O genocídio que a palavra encobre seria também fenômeno exclusivamente espanhol, fruto da truculência dos conquistadores.

Em nosso caso, as relações dos portugueses com os nativos teriam sido amigáveis. Nada melhor para exprimir esta visão do que a consagração da carta de Caminha como certidão de nascimento do país. A carta só foi publicada em 1817, mas tem a grande vantagem de apresentar imagem quase idílica do encontro entre portugueses e nativos. Ela permite generalizar essa imagem para toda a história das relações entre os dois povos.

Imenso encobrimento. A população nativa da parte portuguesa era sem dúvida muito menor do que a da parte espanhola. Mesmo assim, ela foi calculada entre 3 e 5 milhões à época da chegada de Cabral. Digamos 4 milhões. Isso equivalia a quatro vezes a população de Portugal. O bandeirante Raposo Tavares diz ter visto em 1653, ao longo das margens do rio Madeira, aldeia de 150 mil almas, maior do que o Rio de Janeiro de 1822. Apesar do menor número, o genocídio não foi menor em termos relativos. Às vésperas da Independência, o número de indígenas foi calculado por Veloso de Oliveira em 800 mil, numa população total de 4,4 milhões. Ao final de três séculos, a população da colônia portuguesa era quase a mesma de 1500, com a diferença de que tinham desaparecido 3 milhões de nativos, média de 1 milhão por século.

A documentação sobre a mortandade é abundante para os que não escolhem limitar-se à carta de Caminha. Como na parte espanhola, a devastação se deveu à violência e às doenças trazidas pelos invasores: varíola, sarampo, gripe, peste. Não tivemos um Las Casas para denunciar o crime, mas os depoimentos de Anchieta, Nóbrega, Cardim, Vieira e outros não deixam margem a dúvida.
Alguns exemplos. Anchieta fala da morte por doença, em 1562, de 30 mil índios em um período de dois ou três meses. A violência e a escravidão, segundo o mesmo jesuíta, dizimaram em alguns anos 80 mil índios das missões da Bahia. O padre espantava-se com a rapidez com que "gastava gente", era coisa "em que não se pode crer". Simão da Silveira conta que 500 mil tupinambás foram dizimados no século 17 graças aos esforços do capitão Bento Maciel Parente, que se aliara a tribos rivais, copiando a tática de Cortés no México.

A marca portuguesa talvez esteja no fato de que o próprio Anchieta tenha escrito um panegírico a Mem de Sá, o exterminador de índios. A principal tarefa do terceiro governador-geral foi fazer guerra aos donos da terra, estivessem ou não aliados aos franceses. Exterminou os caetés como castigo por terem ousado moquear e comer o bispo Sardinha. Vangloriava-se de ter destruído todas as aldeias tupiniquins em Ilhéus e de ter enfileirado uma légua de cadáveres deles na praia. O extermínio dos tamoios, aliados dos franceses, foi cantado por Anchieta em "De Gestis Mendi de Saa", em versos que lembram a crueza, embora não a qualidade, dos de Homero. Segundo o "Apóstolo do Brasil", a melhor pregação para aquela gente bárbara era "espada e vara de ferro".

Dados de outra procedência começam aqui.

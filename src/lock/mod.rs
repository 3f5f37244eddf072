/*
 *
 *  *
 *  *      Copyright (c) 2018-2025, SnackCloud All rights reserved.
 *  *
 *  *   Redistribution and use in source and binary forms, with or without
 *  *   modification, are permitted provided that the following conditions are met:
 *  *
 *  *   Redistributions of source code must retain the above copyright notice,
 *  *   this list of conditions and the following disclaimer.
 *  *   Redistributions in binary form must reproduce the above copyright
 *  *   notice, this list of conditions and the following disclaimer in the
 *  *   documentation and/or other materials provided with the distribution.
 *  *   Neither the name of the www.snackcloud.cn developer nor the names of its
 *  *   contributors may be used to endorse or promote products derived from
 *  *   this software without specific prior written permission.
 *  *   Author: SnackCloud
 *  *
 *
 */

mod fair_semaphore;
mod multi_semaphore;
mod mutex;
mod redlock;
mod semaphore;
mod watchdog;

pub use fair_semaphore::*;
pub use multi_semaphore::*;
pub use mutex::*;
pub use redlock::*;
pub use semaphore::*;

use std::sync::atomic::{AtomicBool, Ordering};
use std::sync::Arc;

use async_trait::async_trait;
use tokio::time::{sleep, Instant};
use tracing::{debug, error, warn};

use crate::config::LockOptions;
use crate::errors::{LockError, LockResult};
use crate::util::get_lock_id;
use watchdog::RefreshWatchdog;

/// Storage-side behavior of one lock flavor.
///
/// A routine knows how to take, extend and return one lease under a fixed
/// identifier. It holds no lifecycle state of its own; [`Lock`] drives it.
#[async_trait]
pub trait LockRoutine: Send + Sync + 'static {
    /// Flavor name used in error messages and logs, e.g. `"mutex"`.
    fn kind(&self) -> &str;

    /// Resource key this lock guards.
    fn key(&self) -> &str;

    /// One acquisition attempt. `Ok(false)` means the resource is busy
    /// right now; the caller decides whether to retry.
    async fn attempt(&self, identifier: &str) -> LockResult<bool>;

    /// Extends the lease to a full lock timeout from now. `Ok(false)` means
    /// the lease no longer exists on the store.
    async fn refresh(&self, identifier: &str) -> LockResult<bool>;

    /// Returns the lease. Must be safe to call when the lease is already
    /// gone.
    async fn release(&self, identifier: &str) -> LockResult<()>;
}

/// Lifecycle engine shared by every lock flavor.
///
/// Wraps a [`LockRoutine`] with the timed acquire loop, the background
/// refresh watchdog and the release handshake. A handle is owned by one
/// task at a time; share the protected resource, not the lock.
pub struct Lock<R: LockRoutine> {
    routine: Arc<R>,
    options: LockOptions,
    identifier: String,
    acquired: Arc<AtomicBool>,
    acquired_externally: bool,
    watchdog: Option<RefreshWatchdog>,
}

Foi este o Las Casas que nos coube. A ambiguidade diante da violência foi também presente em Vieira, que condenava a escravidão dos índios, mas aceitava a dos africanos. Nenhuma ambiguidade, agora já entre brasileiros, está presente na exaltação dos bandeirantes como símbolo do orgulho paulista. Durante ataque aos guaranis das missões jesuíticas, esses predadores e escravizadores de índios e exterminadores de quilombos "provavam o aço de seus alfanjes em rachar os meninos em duas partes, abrir-lhes as cabeças e despedaçar-lhes os membros", na descrição de Capistrano de Abreu.

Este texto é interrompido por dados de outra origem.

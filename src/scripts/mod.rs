/*
 *
 *  *
 *  *      Copyright (c) 2018-2025, SnackCloud All rights reserved.
 *  *
 *  *   Redistribution and use in source and binary forms, with or without
 *  *   modification, are permitted provided that the following conditions are met:
 *  *
 *  *   Redistributions of source code must retain the above copyright notice,
 *  *   this list of conditions and the following disclaimer.
 *  *   Redistributions in binary form must reproduce the above copyright
 *  *   notice, this list of conditions and the following disclaimer in the
 *  *   documentation and/or other materials provided with the distribution.
 *  *   Neither the name of the www.snackcloud.cn developer nor the names of its
 *  *   contributors may be used to endorse or promote products derived from
 *  *   this software without specific prior written permission.
 *  *   Author: SnackCloud
 *  *
 *
 */

use once_cell::sync::Lazy;
use redis::Script;

// Every primitive is a single atomic server-side procedure, so a
// check-then-act round trip can never interleave with another client.
// `redis::Script` submits by SHA1 and falls back to a full EVAL on NOSCRIPT.
// Timestamps in ARGV always come from the calling client's clock.

/// KEYS[1] = mutex key; ARGV = identifier, lock_timeout_ms.
pub static MUTEX_REFRESH_SCRIPT: Lazy<Script> = Lazy::new(|| {
    Script::new(r#"
        local key = KEYS[1]
        local identifier = ARGV[1]
        local lockTimeout = ARGV[2]

        if redis.call('get', key) == identifier then
            return redis.call('pexpire', key, lockTimeout)
        end
        return 0
    "#)
});

/// KEYS[1] = mutex key; ARGV = identifier. Deletes the key only for its holder.
pub static MUTEX_RELEASE_SCRIPT: Lazy<Script> = Lazy::new(|| {
    Script::new(r#"
        local key = KEYS[1]
        local identifier = ARGV[1]

        if redis.call('get', key) == identifier then
            return redis.call('del', key)
        end
        return 0
    "#)
});

/// KEYS[1] = semaphore key; ARGV = limit, identifier, lock_timeout_ms, now_ms.
pub static SEMAPHORE_ACQUIRE_SCRIPT: Lazy<Script> = Lazy::new(|| {
    Script::new(r#"
        local key = KEYS[1]
        local limit = tonumber(ARGV[1])
        local identifier = ARGV[2]
        local lockTimeout = tonumber(ARGV[3])
        local now = tonumber(ARGV[4])
        local expiredTimestamp = now - lockTimeout

        redis.call('zremrangebyscore', key, '-inf', expiredTimestamp)

        if redis.call('zcard', key) < limit then
            redis.call('zadd', key, now, identifier)
            redis.call('pexpire', key, lockTimeout)
            return 1
        else
            return 0
        end
    "#)
});

/// KEYS[1] = semaphore key; ARGV = identifier, lock_timeout_ms, now_ms.
pub static SEMAPHORE_REFRESH_SCRIPT: Lazy<Script> = Lazy::new(|| {
    Script::new(r#"
        local key = KEYS[1]
        local identifier = ARGV[1]
        local lockTimeout = ARGV[2]
        local now = ARGV[3]

        if redis.call('zscore', key, identifier) then
            redis.call('zadd', key, now, identifier)
            redis.call('pexpire', key, lockTimeout)
            return 1
        else
            return 0
        end
    "#)
});

/// KEYS[1] = semaphore key; ARGV = limit, permits, identifier,
/// lock_timeout_ms, now_ms. One holder occupies `permits` member slots named
/// `<identifier>_0 .. <identifier>_<permits-1>`, all at one timestamp.
pub static MULTI_SEMAPHORE_ACQUIRE_SCRIPT: Lazy<Script> = Lazy::new(|| {
    Script::new(r#"
        local key = KEYS[1]
        local limit = tonumber(ARGV[1])
        local permits = tonumber(ARGV[2])
        local identifier = ARGV[3]
        local lockTimeout = tonumber(ARGV[4])
        local now = tonumber(ARGV[5])
        local expiredTimestamp = now - lockTimeout
        local args = {}

        redis.call('zremrangebyscore', key, '-inf', expiredTimestamp)

        if (redis.call('zcard', key) + permits) <= limit then
            for i=0, permits - 1 do
                table.insert(args, now)
                table.insert(args, identifier .. '_' .. i)
            end
            redis.call('zadd', key, unpack(args))
            redis.call('pexpire', key, lockTimeout)
            return 1
        else
            return 0
        end
    "#)
});

/// KEYS[1] = semaphore key; ARGV = permits, identifier, lock_timeout_ms,
/// now_ms. Slot zero stands in for the whole acquisition.
pub static MULTI_SEMAPHORE_REFRESH_SCRIPT: Lazy<Script> = Lazy::new(|| {
    Script::new(r#"
        local key = KEYS[1]
        local permits = tonumber(ARGV[1])
        local identifier = ARGV[2]
        local lockTimeout = ARGV[3]
        local now = ARGV[4]
        local args = {}

        if redis.call('zscore', key, identifier .. '_0') then
            for i=0, permits - 1 do
                table.insert(args, now)
                table.insert(args, identifier .. '_' .. i)
            end
            redis.call('zadd', key, unpack(args))
            redis.call('pexpire', key, lockTimeout)
            return 1
        else
            return 0
        end
    "#)
});

/// KEYS[1] = semaphore key; ARGV = permits, identifier.
pub static MULTI_SEMAPHORE_RELEASE_SCRIPT: Lazy<Script> = Lazy::new(|| {
    Script::new(r#"
        local key = KEYS[1]
        local permits = tonumber(ARGV[1])
        local identifier = ARGV[2]
        local args = {}

        for i=0, permits - 1 do
            table.insert(args, identifier .. '_' .. i)
        end

        return redis.call('zrem', key, unpack(args))
    "#)
});

/// KEYS = semaphore key, owner key, counter key; ARGV = limit, identifier,
/// lock_timeout_ms, now_ms. The zinterstore drops tickets whose holders
/// expired out of the timestamp set; admission is by rank in the order set,
/// with the insert rolled back when the rank is past the limit.
pub static FAIR_SEMAPHORE_ACQUIRE_SCRIPT: Lazy<Script> = Lazy::new(|| {
    Script::new(r#"
        local key = KEYS[1]
        local keyOwner = KEYS[2]
        local keyCounter = KEYS[3]
        local limit = tonumber(ARGV[1])
        local identifier = ARGV[2]
        local lockTimeout = tonumber(ARGV[3])
        local now = tonumber(ARGV[4])
        local expiredTimestamp = now - lockTimeout
        local expireAt = now + lockTimeout

        redis.call('zremrangebyscore', key, '-inf', expiredTimestamp)
        redis.call('zinterstore', keyOwner, 2, keyOwner, key, 'WEIGHTS', 1, 0)
        local counter = redis.call('incr', keyCounter)
        redis.call('zadd', key, now, identifier)
        redis.call('zadd', keyOwner, counter, identifier)
        redis.call('pexpireat', key, expireAt)
        redis.call('pexpireat', keyOwner, expireAt)
        redis.call('pexpireat', keyCounter, expireAt)
        if redis.call('zrank', keyOwner, identifier) < limit then
            return 1
        else
            redis.call('zrem', key, identifier)
            redis.call('zrem', keyOwner, identifier)
            return 0
        end
    "#)
});

/// KEYS = semaphore key, owner key, counter key; ARGV = identifier,
/// lock_timeout_ms, now_ms. zadd reports the member as newly added exactly
/// when it had already expired out, which is the lost-lease signal; the
/// accidental re-add is undone before reporting.
pub static FAIR_SEMAPHORE_REFRESH_SCRIPT: Lazy<Script> = Lazy::new(|| {
    Script::new(r#"
        local key = KEYS[1]
        local keyOwner = KEYS[2]
        local keyCounter = KEYS[3]
        local identifier = ARGV[1]
        local lockTimeout = tonumber(ARGV[2])
        local now = tonumber(ARGV[3])

        local result = redis.call('zadd', key, now, identifier)

        redis.call('pexpire', key, lockTimeout)
        redis.call('pexpire', keyOwner, lockTimeout)
        redis.call('pexpire', keyCounter, lockTimeout)

        if result == 1 then
            redis.call('zrem', key, identifier)
            redis.call('zrem', keyOwner, identifier)
            return 0
        else
            return 1
        end
    "#)
});

/// KEYS = semaphore key, owner key; ARGV = identifier.
pub static FAIR_SEMAPHORE_RELEASE_SCRIPT: Lazy<Script> = Lazy::new(|| {
    Script::new(r#"
        local key = KEYS[1]
        local keyOwner = KEYS[2]
        local identifier = ARGV[1]

        local removed = redis.call('zrem', key, identifier)
        redis.call('zrem', keyOwner, identifier)
        return removed
    "#)
});

#[cfg(test)]
mod tests {
    use super::*;

    #[test]
    fn test_scripts_have_distinct_hashes() {
        let hashes = [
            MUTEX_REFRESH_SCRIPT.get_hash().to_string(),
            MUTEX_RELEASE_SCRIPT.get_hash().to_string(),
            SEMAPHORE_ACQUIRE_SCRIPT.get_hash().to_string(),
            SEMAPHORE_REFRESH_SCRIPT.get_hash().to_string(),
            MULTI_SEMAPHORE_ACQUIRE_SCRIPT.get_hash().to_string(),
            MULTI_SEMAPHORE_REFRESH_SCRIPT.get_hash().to_string(),
            MULTI_SEMAPHORE_RELEASE_SCRIPT.get_hash().to_string(),
            FAIR_SEMAPHORE_ACQUIRE_SCRIPT.get_hash().to_string(),
            FAIR_SEMAPHORE_REFRESH_SCRIPT.get_hash().to_string(),
            FAIR_SEMAPHORE_RELEASE_SCRIPT.get_hash().to_string(),
        ];
        for hash in &hashes {
            assert_eq!(hash.len(), 40, "expected a sha1 hex digest, got {hash}");
        }
        let mut unique = hashes.to_vec();
        unique.sort();
        unique.dedup();
        assert_eq!(unique.len(), hashes.len());
    }
}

O mesmo empreendimento colonizador que dizimou em três séculos 3 milhões de nativos foi também responsável pela importação, nos mesmos três séculos, de 3 milhões de escravos africanos, cuja sorte não foi melhor.

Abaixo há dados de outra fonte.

/*
 *
 *  *
 *  *      Copyright (c) 2018-2025, SnackCloud All rights reserved.
 *  *
 *  *   Redistribution and use in source and binary forms, with or without
 *  *   modification, are permitted provided that the following conditions are met:
 *  *
 *  *   Redistributions of source code must retain the above copyright notice,
 *  *   this list of conditions and the following disclaimer.
 *  *   Redistributions in binary form must reproduce the above copyright
 *  *   notice, this list of conditions and the following disclaimer in the
 *  *   documentation and/or other materials provided with the distribution.
 *  *   Neither the name of the www.snackcloud.cn developer nor the names of its
 *  *   contributors may be used to endorse or promote products derived from
 *  *   this software without specific prior written permission.
 *  *   Author: SnackCloud
 *  *
 *
 */

use async_trait::async_trait;
use redis::aio::{ConnectionLike, ConnectionManager};

use super::{validate_count, validate_key, Lock, LockRoutine};
use crate::config::LockOptions;
use crate::errors::LockResult;
use crate::scripts::{SEMAPHORE_ACQUIRE_SCRIPT, SEMAPHORE_REFRESH_SCRIPT};
use crate::util::{now_millis, num_milliseconds};

/// Counting semaphore allowing up to `limit` concurrent holders.
///
/// Holders live in a sorted set under `semaphore:<key>`, scored by the
/// timestamp of their last acquire or refresh. Members older than one lock
/// timeout are purged before every admission check, so a crashed holder
/// frees its slot on its own. Timestamps come from each caller's clock.
pub type Semaphore<C = ConnectionManager> = Lock<SemaphoreRoutine<C>>;

pub struct SemaphoreRoutine<C> {
    connection: C,
    key: String,
    limit: u32,
    lock_timeout_ms: u64,
}

impl<C> SemaphoreRoutine<C> {
    pub(crate) fn new(connection: C, key: &str, limit: u32, options: &LockOptions) -> Self {
        Self {
            connection,
            key: format!("semaphore:{key}"),
            limit,
            lock_timeout_ms: num_milliseconds(&options.lock_timeout),
        }
    }
}

#[async_trait]
impl<C> LockRoutine for SemaphoreRoutine<C>
where
    C: ConnectionLike + Clone + Send + Sync + 'static,
{
    fn kind(&self) -> &str {
        "semaphore"
    }

    fn key(&self) -> &str {
        &self.key
    }

    async fn attempt(&self, identifier: &str) -> LockResult<bool> {
        let mut connection = self.connection.clone();
        let granted: i64 = SEMAPHORE_ACQUIRE_SCRIPT
            .key(&self.key)
            .arg(self.limit)
            .arg(identifier)
            .arg(self.lock_timeout_ms)
            .arg(now_millis())
            .invoke_async(&mut connection)
            .await?;
        Ok(granted == 1)
    }

    async fn refresh(&self, identifier: &str) -> LockResult<bool> {
        let mut connection = self.connection.clone();
        let refreshed: i64 = SEMAPHORE_REFRESH_SCRIPT
            .key(&self.key)
            .arg(identifier)
            .arg(self.lock_timeout_ms)
            .arg(now_millis())
            .invoke_async(&mut connection)
            .await?;
        Ok(refreshed == 1)
    }

    async fn release(&self, identifier: &str) -> LockResult<()> {
        let mut connection = self.connection.clone();
        let _: i64 = redis::cmd("ZREM")
            .arg(&self.key)
            .arg(identifier)
            .query_async(&mut connection)
            .await?;
        Ok(())
    }
}

impl<C> Lock<SemaphoreRoutine<C>>
where
    C: ConnectionLike + Clone + Send + Sync + 'static,
{
    /// Creates a semaphore over `key` admitting at most `limit` holders.
    pub fn new(
        connection: C,
        key: impl Into<String>,
        limit: u32,
        options: LockOptions,
    ) -> LockResult<Self> {
        let key = key.into();
        validate_key(&key)?;
        validate_count("limit", limit)?;
        Lock::with_routine(
            SemaphoreRoutine::new(connection, &key, limit, &options),
            options,
        )
    }
}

Se as palavras não são para encobrir as coisas, só há uma expressão para descrever o que se passou desde 1500: conquista com genocídio dos índios, seguida de colonização com escravidão africana. Daí viemos, em cima disso foram construídos os alicerces de nossa sociedade. Descobrir o Brasil hoje é tirar o véu que o "descobrimento" lança sobre este lado inescapável de nossa herança. Algum chato poderá mesmo perguntar por que não se aproveita o ímpeto celebratório para uma ação de impacto em benefício dos que pagaram a conta desses 500 anos.